The diagnosis of KS and CS is based on the clinical and hormonal evaluation of the patients, while the genetic analysis is useful for confirming the molecular diagnosis of the two syndromes. Males born with CHH can have micropenis and cryptorchidism. At puberty, male patients may not develop secondary sexual characteristics such as the growth of facial hair and deepening of the voice, while adults can have infertility. In the present case, the patient showed hypogonadotropic hypogonadism and anosmia treated with testosterone replacement to induce pubertal development during his adolescence. The MR confirmed the radiological diagnosis of KS showing the absence of the olfactory bulbs and the olfactory sulcus in the left frontobasal area. Moreover, the patient had been found to harbor two mutations in adulthood in KAL1/ANOS1 and CHD7 genes. Until now p.R46H variant in KAL1/ANOS1 gene has never been reported, while p.L2806V variant was described in the literature to be associated with less severe forms of CS and with incomplete CS features [17, 18]. Our results confirm the incomplete penetrance of this CHD7 variant which might contribute together with the novel KAL1/ ANOS1 to the KS phenotype of this patient.

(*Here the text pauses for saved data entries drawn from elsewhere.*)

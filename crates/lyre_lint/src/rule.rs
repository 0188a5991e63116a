//! Rule trait and registry for lint rules.

use crate::context::LintContext;
use crate::diagnostic::Severity;
use lyre_syntax::ast::SourceFile;

/// Rule category for organization
#[derive(Debug, Clone, Copy, PartialEq, Eq)]
pub enum RuleCategory {
    /// Usage rules (lyre/usage) - dead code and unused names
    Usage,
    /// Style rules (lyre/style) - readability and consistency
    Style,
}

/// Rule metadata
pub struct RuleMeta {
    /// Rule name (e.g., "lyre/no-unused-bindings")
    pub name: &'static str,
    /// Human-readable description
    pub description: &'static str,
    /// Rule category
    pub category: RuleCategory,
    /// Whether rule is auto-fixable
    pub fixable: bool,
    /// Default severity
    pub default_severity: Severity,
}

/// Rule trait for implementing lint rules
///
/// A rule runs once over the analyzed file and reports through the context.
pub trait Rule: Send + Sync {
    /// Get rule metadata
    fn meta(&self) -> &'static RuleMeta;

    /// Run on one source file
    fn run(&self, ctx: &mut LintContext<'_>, file: &SourceFile);
}

/// Registry holding all enabled lint rules
pub struct RuleRegistry {
    rules: Vec<Box<dyn Rule>>,
}

impl RuleRegistry {
    /// Create a new empty registry
    pub fn new() -> Self {
        Self { rules: Vec::new() }
    }

    /// Register a rule
    pub fn register(&mut self, rule: Box<dyn Rule>) {
        self.rules.push(rule);
    }

    /// Get all registered rules
    pub fn rules(&self) -> &[Box<dyn Rule>] {
        &self.rules
    }

    /// Create registry with the recommended rules enabled
    pub fn with_recommended() -> Self {
        let mut registry = Self::new();

        registry.register(Box::new(crate::rules::NoUnusedBindings::default()));
        registry.register(Box::new(crate::rules::NoUnusedTopLevel::default()));

        registry
    }

    /// Create registry with all available rules (including opt-in)
    pub fn with_all() -> Self {
        // Every current rule is recommended; opt-in rules land here as they
        // are added.
        Self::with_recommended()
    }
}

impl Default for RuleRegistry {
    fn default() -> Self {
        Self::with_recommended()
    }
}

#[cfg(test)]
mod tests {
    use super::*;

    #[test]
    fn test_recommended_registry_has_usage_rules() {
        let registry = RuleRegistry::with_recommended();
        let names: Vec<&str> = registry.rules().iter().map(|r| r.meta().name).collect();
        assert!(names.contains(&"lyre/no-unused-bindings"));
        assert!(names.contains(&"lyre/no-unused-top-level"));
    }
}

In conclusion, here we report a case of KS associated with an unprecedented oligogenic involvement, a new variant in the KAL1/ ANOS1 gene, and a rare heterozygous variant in the CHD7 gene. KS is a rare condition that must be considered for the management of patients with hypogonadism and anosmia and differential diagnosis should be made with other rare genetic diseases such as CS.

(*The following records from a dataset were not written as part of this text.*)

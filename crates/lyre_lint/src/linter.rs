//! Main linter entry point.

use crate::config::LintConfig;
use crate::context::LintContext;
use crate::diagnostic::{LintDiagnostic, LintSummary};
use crate::rule::RuleRegistry;
use crate::rules::{NoUnusedBindings, NoUnusedTopLevel};
use lyre_syntax::ast::SourceFile;
use rustc_hash::FxHashSet;

/// Lint result for a single file
#[derive(Debug, Clone)]
pub struct LintResult {
    /// Filename that was linted
    pub filename: String,
    /// Collected diagnostics
    pub diagnostics: Vec<LintDiagnostic>,
    /// Number of errors
    pub error_count: usize,
    /// Number of warnings
    pub warning_count: usize,
}

impl LintResult {
    /// Check if there are any errors
    #[inline]
    pub fn has_errors(&self) -> bool {
        self.error_count > 0
    }

    /// Check if there are any diagnostics
    #[inline]
    pub fn has_diagnostics(&self) -> bool {
        !self.diagnostics.is_empty()
    }
}

/// Main linter struct.
///
/// The parser is an external collaborator: every entry point takes an
/// already-built [`SourceFile`] alongside the source text it came from.
pub struct Linter {
    registry: RuleRegistry,
    /// Optional set of enabled rule names (if None, all rules are enabled)
    enabled_rules: Option<FxHashSet<String>>,
}

impl Linter {
    /// Create a new linter with recommended rules
    #[inline]
    pub fn new() -> Self {
        Self {
            registry: RuleRegistry::with_recommended(),
            enabled_rules: None,
        }
    }

    /// Create a linter with a custom rule registry
    #[inline]
    pub fn with_registry(registry: RuleRegistry) -> Self {
        Self {
            registry,
            enabled_rules: None,
        }
    }

    /// Create a linter from a loaded configuration
    pub fn from_config(config: &LintConfig) -> Self {
        let mut registry = RuleRegistry::new();

        let bindings = match &config.ignore_pattern {
            Some(pattern) => NoUnusedBindings::with_ignore_pattern(pattern.clone()),
            None => NoUnusedBindings::default(),
        };
        registry.register(Box::new(bindings));
        registry.register(Box::new(NoUnusedTopLevel::with_exposed(
            config.exposed.iter().cloned(),
        )));

        Self {
            registry,
            enabled_rules: config.rules.as_ref().map(|r| r.iter().cloned().collect()),
        }
    }

    /// Set enabled rules (if None, all rules are enabled)
    ///
    /// Pass a list of rule names to enable only those rules.
    /// Rules not in the list will be skipped during linting.
    #[inline]
    pub fn with_enabled_rules(mut self, rules: Option<Vec<String>>) -> Self {
        self.enabled_rules = rules.map(|r| r.into_iter().collect());
        self
    }

    /// Check if a rule is enabled
    #[inline]
    pub fn is_rule_enabled(&self, rule_name: &str) -> bool {
        match &self.enabled_rules {
            Some(set) => set.contains(rule_name),
            None => true,
        }
    }

    /// Lint one parsed source file
    pub fn lint_file(&self, file: &SourceFile, source: &str, filename: &str) -> LintResult {
        let mut ctx = LintContext::new(source, filename);
        ctx.set_enabled_rules(self.enabled_rules.clone());

        for rule in self.registry.rules() {
            let name = rule.meta().name;
            if !ctx.is_rule_enabled(name) {
                continue;
            }
            ctx.current_rule = name;
            rule.run(&mut ctx, file);
        }

        let error_count = ctx.error_count();
        let warning_count = ctx.warning_count();
        let diagnostics = ctx.into_diagnostics();

        LintResult {
            filename: filename.to_string(),
            diagnostics,
            error_count,
            warning_count,
        }
    }

    /// Lint multiple files and aggregate results
    pub fn lint_files(
        &self,
        files: &[(&SourceFile, &str, &str)],
    ) -> (Vec<LintResult>, LintSummary) {
        let mut results = Vec::with_capacity(files.len());
        let mut summary = LintSummary::default();

        for (file, source, filename) in files {
            let result = self.lint_file(file, source, filename);
            summary.error_count += result.error_count;
            summary.warning_count += result.warning_count;
            results.push(result);
        }

        summary.file_count = files.len();
        (results, summary)
    }

    /// Get the rule registry
    #[inline]
    pub fn registry(&self) -> &RuleRegistry {
        &self.registry
    }

    /// Get all registered rules
    #[inline]
    pub fn rules(&self) -> &[Box<dyn crate::rule::Rule>] {
        self.registry.rules()
    }
}

impl Default for Linter {
    fn default() -> Self {
        Self::new()
    }
}

#[cfg(test)]
mod tests {
    use super::*;
    use lyre_syntax::ast::{Declaration, Expr, FunctionDecl, Name, Range};

    fn value_decl(name: &str, body: Expr) -> Declaration {
        Declaration::Function(FunctionDecl {
            name: Name::new(name, Range::on_row(1, 1, 1 + name.len() as u32)),
            signature: None,
            args: vec![],
            body,
            range: Range::ZERO,
        })
    }

    #[test]
    fn test_lint_empty_file() {
        let linter = Linter::new();
        let result = linter.lint_file(&SourceFile::default(), "", "Empty.lyre");
        assert!(!result.has_errors());
        assert!(!result.has_diagnostics());
    }

    #[test]
    fn test_lint_reports_unused_top_level() {
        let linter = Linter::new();
        let file = SourceFile::new(vec![value_decl("lonely", Expr::int(1))]);
        let result = linter.lint_file(&file, "lonely = 1", "Main.lyre");
        assert_eq!(result.warning_count, 1);
        assert_eq!(result.diagnostics[0].rule_name, "lyre/no-unused-top-level");
    }

    #[test]
    fn test_enabled_rules_filter_skips_rule() {
        let linter =
            Linter::new().with_enabled_rules(Some(vec!["lyre/no-unused-bindings".to_string()]));
        let file = SourceFile::new(vec![value_decl("lonely", Expr::int(1))]);
        let result = linter.lint_file(&file, "lonely = 1", "Main.lyre");
        assert!(!result.has_diagnostics());
    }

    #[test]
    fn test_from_config_exposed_exemption() {
        let config = LintConfig {
            exposed: vec!["main".to_string()],
            ..LintConfig::default()
        };
        let linter = Linter::from_config(&config);
        let file = SourceFile::new(vec![value_decl("main", Expr::int(0))]);
        let result = linter.lint_file(&file, "main = 0", "Main.lyre");
        assert!(!result.has_diagnostics());
    }

    #[test]
    fn test_lint_files_batch() {
        let linter = Linter::new();
        let a = SourceFile::new(vec![value_decl("a", Expr::int(1))]);
        let b = SourceFile::default();

        let (results, summary) =
            linter.lint_files(&[(&a, "a = 1", "A.lyre"), (&b, "", "B.lyre")]);
        assert_eq!(results.len(), 2);
        assert_eq!(summary.file_count, 2);
        assert_eq!(summary.warning_count, 1);
    }
}
//! # lyre_syntax
//!
//! AST surface for Lyre source files.
//!
//! One parsed file is a [`SourceFile`]: an ordered list of declarations over
//! expressions, patterns, and type references, every node carrying the source
//! range it covers. The tree is produced once by the parser and treated as
//! immutable by every downstream consumer (semantic analysis, linting).
//!
//! The [`pattern`] module provides the two projections the usage analysis
//! needs from a pattern: the names it binds and the names it references.

pub mod ast;
pub mod pattern;

pub use ast::*;
pub use pattern::{bound_names, referenced_names, NameList};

Declaration of Interest: MDP, FM, GDS, FV, and LG have no financial interest to report.

Funding: The study was partially supported by the Italian Ministry of Health, Rome, Italy (code: 05C202_2012).

Patient Consent: Written informed consent has been obtained from the patient for publication of this report.

Author Contribution Statement: M.D.P. collected the data and drafted the case report. G.D.S. is the physician responsible for the patient, collecting the data, and editing the manuscript. F.M. proposed and supervised the case report and edited the manuscript. B.M. and L.P. performed the genetic analysis and contributed to the MS preparation. All authors contributed to the case report editing, reading, and approving the final manuscript.